**Required work:** From the entries underneath, give the number of lines holding the word "initiating", without any other words.

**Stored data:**
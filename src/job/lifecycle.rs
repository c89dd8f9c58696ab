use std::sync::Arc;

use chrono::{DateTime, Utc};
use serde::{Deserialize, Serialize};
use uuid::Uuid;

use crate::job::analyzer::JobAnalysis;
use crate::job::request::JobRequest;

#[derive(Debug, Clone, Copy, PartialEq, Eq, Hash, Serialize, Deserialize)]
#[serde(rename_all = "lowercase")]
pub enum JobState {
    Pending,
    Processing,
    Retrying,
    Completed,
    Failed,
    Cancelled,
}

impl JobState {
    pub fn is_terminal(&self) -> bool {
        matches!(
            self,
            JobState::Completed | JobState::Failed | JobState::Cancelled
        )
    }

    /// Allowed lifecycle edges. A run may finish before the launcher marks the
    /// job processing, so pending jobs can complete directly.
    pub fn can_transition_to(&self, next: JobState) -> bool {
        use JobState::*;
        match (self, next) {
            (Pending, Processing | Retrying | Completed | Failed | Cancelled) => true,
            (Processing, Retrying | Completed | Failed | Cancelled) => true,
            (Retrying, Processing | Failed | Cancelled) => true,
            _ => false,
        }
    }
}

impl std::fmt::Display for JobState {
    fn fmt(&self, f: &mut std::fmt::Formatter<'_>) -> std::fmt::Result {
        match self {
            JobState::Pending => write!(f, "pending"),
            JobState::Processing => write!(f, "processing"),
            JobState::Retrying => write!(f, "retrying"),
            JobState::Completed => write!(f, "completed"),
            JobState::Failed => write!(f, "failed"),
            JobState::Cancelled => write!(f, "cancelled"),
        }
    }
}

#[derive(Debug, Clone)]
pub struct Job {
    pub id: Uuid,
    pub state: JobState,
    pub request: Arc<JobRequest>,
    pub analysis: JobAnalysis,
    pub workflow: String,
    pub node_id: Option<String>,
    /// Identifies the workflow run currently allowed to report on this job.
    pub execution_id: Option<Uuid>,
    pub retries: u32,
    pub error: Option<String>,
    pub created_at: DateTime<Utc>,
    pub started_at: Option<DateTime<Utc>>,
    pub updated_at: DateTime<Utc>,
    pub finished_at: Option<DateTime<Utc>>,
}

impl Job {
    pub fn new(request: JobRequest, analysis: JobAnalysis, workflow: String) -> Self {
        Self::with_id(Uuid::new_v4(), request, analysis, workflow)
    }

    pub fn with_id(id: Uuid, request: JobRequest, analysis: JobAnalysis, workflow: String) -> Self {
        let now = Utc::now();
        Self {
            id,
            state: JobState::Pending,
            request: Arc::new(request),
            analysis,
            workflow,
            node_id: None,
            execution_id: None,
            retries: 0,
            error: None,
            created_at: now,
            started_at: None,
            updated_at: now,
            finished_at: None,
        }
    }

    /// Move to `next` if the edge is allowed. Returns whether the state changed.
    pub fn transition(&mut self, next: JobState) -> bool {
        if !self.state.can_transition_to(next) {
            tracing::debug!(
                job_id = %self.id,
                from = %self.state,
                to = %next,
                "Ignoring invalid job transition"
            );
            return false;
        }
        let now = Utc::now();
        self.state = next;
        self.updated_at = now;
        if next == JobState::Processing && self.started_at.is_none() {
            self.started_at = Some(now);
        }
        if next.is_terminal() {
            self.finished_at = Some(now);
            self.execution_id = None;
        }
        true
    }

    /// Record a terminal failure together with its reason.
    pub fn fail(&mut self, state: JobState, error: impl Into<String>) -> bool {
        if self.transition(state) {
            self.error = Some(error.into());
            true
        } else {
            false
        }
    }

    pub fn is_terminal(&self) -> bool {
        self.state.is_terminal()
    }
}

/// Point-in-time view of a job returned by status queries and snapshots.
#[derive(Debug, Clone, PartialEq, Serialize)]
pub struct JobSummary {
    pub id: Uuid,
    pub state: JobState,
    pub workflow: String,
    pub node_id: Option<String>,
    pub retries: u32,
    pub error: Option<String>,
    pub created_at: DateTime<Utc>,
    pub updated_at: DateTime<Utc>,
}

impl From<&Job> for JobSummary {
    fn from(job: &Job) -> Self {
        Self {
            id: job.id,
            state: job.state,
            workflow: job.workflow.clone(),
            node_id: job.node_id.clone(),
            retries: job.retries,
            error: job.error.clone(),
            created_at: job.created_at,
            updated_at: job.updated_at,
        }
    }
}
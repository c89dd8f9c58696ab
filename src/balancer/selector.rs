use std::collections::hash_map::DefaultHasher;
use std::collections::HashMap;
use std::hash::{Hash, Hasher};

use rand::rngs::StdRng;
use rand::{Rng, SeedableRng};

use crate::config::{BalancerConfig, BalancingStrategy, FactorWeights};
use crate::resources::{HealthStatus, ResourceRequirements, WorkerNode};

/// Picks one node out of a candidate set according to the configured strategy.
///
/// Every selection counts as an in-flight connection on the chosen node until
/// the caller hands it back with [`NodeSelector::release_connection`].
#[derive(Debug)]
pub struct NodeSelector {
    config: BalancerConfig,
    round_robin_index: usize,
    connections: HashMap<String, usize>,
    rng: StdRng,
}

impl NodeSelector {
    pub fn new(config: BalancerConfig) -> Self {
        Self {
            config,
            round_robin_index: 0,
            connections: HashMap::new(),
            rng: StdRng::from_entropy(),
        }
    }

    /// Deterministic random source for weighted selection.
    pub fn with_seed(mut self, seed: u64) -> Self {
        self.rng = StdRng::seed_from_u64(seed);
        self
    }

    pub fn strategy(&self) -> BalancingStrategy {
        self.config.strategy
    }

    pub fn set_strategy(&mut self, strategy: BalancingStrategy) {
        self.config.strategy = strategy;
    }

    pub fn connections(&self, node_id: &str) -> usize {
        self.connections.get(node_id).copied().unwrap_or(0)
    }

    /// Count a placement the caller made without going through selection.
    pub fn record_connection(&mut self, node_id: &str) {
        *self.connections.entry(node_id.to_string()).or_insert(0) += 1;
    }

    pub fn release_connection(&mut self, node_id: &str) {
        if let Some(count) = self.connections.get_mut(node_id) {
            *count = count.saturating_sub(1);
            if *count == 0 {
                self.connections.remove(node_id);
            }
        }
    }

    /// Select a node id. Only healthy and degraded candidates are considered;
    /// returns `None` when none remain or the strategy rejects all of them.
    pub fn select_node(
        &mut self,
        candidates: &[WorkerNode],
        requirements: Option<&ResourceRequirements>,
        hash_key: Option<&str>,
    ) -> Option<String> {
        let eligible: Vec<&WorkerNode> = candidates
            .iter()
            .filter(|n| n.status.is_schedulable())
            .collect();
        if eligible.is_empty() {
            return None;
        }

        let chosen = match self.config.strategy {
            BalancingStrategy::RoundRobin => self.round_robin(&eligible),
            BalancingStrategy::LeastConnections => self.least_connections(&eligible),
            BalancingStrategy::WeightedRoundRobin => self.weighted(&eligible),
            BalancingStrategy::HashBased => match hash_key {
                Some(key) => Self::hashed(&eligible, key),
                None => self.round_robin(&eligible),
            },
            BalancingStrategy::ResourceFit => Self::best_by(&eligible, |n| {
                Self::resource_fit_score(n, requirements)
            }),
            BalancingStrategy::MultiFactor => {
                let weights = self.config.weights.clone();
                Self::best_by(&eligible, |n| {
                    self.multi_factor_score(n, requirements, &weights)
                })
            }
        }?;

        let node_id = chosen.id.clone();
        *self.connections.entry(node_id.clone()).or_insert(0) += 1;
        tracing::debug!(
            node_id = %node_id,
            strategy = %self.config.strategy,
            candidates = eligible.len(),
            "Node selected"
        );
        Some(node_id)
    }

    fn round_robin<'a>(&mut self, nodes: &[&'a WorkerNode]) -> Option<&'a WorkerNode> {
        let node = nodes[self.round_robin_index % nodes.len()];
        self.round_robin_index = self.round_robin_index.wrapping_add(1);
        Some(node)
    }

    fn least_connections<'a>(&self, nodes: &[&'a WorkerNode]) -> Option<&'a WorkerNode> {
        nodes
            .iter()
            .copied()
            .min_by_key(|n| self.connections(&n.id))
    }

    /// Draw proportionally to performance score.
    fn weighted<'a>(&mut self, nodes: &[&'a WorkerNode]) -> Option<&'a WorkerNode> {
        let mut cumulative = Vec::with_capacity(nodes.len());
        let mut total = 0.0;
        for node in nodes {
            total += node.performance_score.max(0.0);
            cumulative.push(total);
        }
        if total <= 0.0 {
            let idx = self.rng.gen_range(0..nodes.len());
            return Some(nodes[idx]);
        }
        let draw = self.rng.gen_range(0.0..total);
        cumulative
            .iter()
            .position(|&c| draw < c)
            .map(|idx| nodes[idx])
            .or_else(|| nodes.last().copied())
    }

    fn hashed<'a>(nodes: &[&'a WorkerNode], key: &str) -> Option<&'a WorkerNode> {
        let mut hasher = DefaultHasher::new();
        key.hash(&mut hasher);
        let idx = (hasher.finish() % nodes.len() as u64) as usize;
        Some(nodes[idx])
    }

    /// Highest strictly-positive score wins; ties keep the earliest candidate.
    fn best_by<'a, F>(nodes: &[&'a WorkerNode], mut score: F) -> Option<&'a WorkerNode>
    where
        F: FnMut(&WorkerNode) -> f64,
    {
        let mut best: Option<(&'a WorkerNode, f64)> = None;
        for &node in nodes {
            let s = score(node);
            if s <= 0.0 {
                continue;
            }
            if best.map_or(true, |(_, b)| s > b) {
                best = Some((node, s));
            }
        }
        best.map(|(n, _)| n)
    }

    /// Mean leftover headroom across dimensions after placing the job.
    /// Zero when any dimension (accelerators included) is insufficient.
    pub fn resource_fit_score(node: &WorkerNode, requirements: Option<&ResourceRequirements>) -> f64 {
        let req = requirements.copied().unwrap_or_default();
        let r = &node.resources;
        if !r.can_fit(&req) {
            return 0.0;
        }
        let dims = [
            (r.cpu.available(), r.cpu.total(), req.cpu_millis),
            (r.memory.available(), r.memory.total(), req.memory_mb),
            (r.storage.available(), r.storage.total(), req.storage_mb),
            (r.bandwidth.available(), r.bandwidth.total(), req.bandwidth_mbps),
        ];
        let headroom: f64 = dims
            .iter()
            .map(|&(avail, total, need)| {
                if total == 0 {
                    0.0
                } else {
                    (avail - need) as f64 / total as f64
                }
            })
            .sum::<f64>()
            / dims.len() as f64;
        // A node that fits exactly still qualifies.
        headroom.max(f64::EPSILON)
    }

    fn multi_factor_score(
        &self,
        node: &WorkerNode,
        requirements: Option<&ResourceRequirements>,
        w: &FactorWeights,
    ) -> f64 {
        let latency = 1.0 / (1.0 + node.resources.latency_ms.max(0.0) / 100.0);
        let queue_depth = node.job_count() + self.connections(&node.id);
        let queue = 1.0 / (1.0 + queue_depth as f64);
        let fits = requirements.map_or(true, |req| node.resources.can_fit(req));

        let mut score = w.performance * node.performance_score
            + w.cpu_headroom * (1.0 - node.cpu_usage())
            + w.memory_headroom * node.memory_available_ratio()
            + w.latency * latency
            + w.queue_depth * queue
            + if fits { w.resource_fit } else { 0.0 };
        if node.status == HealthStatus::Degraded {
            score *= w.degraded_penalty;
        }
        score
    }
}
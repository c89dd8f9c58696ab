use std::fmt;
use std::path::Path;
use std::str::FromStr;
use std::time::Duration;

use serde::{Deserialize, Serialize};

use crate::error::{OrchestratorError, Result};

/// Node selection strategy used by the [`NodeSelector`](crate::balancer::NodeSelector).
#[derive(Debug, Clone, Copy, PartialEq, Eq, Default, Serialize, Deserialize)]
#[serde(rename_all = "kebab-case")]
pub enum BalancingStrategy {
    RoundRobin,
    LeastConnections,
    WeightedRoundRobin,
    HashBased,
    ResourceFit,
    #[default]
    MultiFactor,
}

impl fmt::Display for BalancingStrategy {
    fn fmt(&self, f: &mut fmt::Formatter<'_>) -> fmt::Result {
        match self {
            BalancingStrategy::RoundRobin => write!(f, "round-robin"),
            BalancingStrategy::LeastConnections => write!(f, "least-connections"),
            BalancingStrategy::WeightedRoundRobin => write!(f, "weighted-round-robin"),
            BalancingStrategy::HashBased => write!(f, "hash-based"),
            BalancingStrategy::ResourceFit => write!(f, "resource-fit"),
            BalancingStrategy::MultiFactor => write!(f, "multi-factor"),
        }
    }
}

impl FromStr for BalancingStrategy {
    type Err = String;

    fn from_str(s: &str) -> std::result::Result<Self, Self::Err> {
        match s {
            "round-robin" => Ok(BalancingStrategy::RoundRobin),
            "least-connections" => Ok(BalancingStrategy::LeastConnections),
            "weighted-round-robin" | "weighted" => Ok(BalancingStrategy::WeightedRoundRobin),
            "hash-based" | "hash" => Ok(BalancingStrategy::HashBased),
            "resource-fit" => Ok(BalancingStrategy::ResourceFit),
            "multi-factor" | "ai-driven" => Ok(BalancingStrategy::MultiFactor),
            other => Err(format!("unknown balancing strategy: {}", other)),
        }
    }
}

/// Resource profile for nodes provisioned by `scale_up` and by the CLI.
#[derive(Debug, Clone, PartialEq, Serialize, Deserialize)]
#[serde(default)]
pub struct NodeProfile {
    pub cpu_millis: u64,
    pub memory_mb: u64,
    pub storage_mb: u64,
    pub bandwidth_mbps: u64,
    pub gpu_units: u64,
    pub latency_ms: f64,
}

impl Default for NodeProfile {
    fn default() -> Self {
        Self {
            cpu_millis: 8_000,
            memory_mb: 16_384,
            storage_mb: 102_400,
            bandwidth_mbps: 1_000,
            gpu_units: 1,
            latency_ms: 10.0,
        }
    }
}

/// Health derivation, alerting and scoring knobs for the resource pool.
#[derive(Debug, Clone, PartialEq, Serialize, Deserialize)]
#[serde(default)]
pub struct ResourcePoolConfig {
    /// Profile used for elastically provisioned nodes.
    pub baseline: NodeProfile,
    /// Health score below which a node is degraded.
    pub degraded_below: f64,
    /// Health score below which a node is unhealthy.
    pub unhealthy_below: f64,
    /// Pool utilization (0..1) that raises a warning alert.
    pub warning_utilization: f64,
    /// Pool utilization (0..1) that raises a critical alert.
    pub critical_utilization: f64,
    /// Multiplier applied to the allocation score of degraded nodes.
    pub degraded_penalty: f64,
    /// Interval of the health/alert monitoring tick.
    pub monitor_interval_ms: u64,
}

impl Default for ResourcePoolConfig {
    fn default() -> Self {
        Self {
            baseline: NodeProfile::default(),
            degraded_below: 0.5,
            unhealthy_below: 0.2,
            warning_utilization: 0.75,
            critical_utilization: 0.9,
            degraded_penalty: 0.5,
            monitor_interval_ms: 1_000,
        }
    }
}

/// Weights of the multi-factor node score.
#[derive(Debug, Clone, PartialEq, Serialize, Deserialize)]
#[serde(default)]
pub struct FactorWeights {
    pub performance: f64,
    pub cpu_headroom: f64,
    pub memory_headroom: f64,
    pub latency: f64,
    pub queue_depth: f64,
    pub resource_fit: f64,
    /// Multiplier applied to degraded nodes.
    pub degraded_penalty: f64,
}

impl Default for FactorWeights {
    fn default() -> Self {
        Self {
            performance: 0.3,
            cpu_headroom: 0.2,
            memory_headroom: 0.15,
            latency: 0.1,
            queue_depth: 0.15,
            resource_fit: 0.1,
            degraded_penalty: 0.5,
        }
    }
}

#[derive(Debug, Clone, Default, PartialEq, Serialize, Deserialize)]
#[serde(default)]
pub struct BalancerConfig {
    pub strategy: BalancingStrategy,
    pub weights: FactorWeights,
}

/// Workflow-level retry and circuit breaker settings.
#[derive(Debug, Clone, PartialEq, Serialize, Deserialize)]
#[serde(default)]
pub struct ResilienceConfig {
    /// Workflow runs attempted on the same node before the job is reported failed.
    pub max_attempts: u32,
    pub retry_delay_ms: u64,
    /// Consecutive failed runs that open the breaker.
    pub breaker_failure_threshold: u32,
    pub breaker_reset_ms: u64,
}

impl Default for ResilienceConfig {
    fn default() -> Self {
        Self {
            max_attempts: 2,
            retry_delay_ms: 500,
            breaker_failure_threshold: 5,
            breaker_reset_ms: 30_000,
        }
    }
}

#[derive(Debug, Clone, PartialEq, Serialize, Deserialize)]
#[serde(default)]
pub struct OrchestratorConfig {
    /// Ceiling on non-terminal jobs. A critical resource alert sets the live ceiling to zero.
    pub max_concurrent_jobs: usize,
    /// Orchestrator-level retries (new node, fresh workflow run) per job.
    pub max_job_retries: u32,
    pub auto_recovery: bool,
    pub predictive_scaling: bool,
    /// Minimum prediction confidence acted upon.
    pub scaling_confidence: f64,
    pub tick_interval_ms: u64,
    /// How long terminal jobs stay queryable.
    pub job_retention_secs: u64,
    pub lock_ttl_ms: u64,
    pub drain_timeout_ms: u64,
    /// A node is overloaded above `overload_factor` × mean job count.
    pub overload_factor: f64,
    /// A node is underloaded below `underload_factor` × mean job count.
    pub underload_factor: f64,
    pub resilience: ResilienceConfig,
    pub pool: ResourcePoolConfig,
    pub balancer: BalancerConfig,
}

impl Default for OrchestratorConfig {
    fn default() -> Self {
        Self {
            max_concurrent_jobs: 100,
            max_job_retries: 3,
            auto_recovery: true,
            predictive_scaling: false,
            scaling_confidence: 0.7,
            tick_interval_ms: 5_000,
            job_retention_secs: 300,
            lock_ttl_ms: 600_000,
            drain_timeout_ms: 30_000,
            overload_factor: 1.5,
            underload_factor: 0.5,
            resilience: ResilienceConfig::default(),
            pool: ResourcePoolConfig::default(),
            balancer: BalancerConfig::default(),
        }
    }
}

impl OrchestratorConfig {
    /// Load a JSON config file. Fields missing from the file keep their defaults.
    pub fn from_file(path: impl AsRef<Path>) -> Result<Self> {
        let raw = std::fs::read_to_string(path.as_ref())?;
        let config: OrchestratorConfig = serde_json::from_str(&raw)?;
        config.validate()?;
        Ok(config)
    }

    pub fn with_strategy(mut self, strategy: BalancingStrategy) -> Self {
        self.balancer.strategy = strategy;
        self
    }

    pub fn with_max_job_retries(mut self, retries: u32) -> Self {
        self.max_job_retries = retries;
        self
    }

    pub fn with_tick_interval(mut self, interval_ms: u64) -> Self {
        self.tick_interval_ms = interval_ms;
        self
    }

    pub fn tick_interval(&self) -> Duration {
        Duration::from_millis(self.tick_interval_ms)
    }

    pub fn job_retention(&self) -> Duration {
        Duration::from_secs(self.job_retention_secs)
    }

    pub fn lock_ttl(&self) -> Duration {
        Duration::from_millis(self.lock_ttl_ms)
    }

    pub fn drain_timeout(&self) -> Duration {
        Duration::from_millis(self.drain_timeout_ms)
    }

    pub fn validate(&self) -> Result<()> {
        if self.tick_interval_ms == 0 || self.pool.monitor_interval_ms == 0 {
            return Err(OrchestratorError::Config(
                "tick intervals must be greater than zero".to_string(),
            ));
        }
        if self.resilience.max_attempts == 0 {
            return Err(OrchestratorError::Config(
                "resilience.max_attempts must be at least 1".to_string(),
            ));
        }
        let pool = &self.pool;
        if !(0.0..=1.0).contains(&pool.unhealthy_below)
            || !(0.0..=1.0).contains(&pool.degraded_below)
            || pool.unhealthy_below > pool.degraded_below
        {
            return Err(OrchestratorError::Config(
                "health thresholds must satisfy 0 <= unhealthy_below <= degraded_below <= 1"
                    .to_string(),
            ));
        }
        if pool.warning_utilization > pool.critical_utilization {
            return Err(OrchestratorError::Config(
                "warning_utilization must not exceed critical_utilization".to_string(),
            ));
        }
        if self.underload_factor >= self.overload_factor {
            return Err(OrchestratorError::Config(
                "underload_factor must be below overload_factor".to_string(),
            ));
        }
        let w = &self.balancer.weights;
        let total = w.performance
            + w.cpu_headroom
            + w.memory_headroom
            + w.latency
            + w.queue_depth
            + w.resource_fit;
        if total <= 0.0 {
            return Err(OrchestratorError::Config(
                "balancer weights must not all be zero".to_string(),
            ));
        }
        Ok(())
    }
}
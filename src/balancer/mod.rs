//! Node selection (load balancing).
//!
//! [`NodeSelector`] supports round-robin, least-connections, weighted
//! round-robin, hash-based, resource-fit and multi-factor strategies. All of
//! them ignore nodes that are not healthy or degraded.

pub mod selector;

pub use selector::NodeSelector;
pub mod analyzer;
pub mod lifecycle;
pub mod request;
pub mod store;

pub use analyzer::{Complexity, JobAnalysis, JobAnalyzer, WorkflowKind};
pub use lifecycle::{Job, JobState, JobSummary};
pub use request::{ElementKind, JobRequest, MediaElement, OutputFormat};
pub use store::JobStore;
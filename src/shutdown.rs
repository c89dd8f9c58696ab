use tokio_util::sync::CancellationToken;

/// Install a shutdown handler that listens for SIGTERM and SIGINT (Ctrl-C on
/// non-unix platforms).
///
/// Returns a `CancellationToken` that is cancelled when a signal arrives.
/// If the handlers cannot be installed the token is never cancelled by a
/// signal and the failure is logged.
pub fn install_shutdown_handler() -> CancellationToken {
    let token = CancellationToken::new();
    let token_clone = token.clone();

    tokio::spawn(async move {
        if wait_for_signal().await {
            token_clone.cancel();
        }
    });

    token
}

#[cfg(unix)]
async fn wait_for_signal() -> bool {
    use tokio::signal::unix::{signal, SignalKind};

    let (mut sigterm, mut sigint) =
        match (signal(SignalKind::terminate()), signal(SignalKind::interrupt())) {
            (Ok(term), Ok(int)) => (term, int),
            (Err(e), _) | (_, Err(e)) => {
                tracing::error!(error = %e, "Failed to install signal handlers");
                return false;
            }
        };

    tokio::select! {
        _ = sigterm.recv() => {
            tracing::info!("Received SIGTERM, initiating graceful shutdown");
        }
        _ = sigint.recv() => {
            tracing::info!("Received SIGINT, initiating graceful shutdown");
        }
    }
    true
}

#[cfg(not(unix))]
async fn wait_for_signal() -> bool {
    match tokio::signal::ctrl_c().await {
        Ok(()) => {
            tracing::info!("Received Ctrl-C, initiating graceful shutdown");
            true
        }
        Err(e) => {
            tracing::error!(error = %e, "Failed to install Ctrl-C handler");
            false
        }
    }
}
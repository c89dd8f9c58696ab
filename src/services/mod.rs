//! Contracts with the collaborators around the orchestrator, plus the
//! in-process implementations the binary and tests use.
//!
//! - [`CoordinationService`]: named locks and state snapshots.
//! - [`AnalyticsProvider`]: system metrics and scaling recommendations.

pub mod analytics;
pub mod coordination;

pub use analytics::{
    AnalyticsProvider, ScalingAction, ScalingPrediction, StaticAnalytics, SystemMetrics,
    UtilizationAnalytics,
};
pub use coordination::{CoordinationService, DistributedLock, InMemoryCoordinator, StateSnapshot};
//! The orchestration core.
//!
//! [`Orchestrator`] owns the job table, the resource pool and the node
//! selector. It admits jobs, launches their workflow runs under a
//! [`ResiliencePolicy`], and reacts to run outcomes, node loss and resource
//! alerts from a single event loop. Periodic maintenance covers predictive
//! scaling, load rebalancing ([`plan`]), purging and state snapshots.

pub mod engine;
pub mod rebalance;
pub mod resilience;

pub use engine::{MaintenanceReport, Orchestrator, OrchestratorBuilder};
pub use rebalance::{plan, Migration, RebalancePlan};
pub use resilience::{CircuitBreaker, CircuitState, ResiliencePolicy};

**Solution for this problem:** 3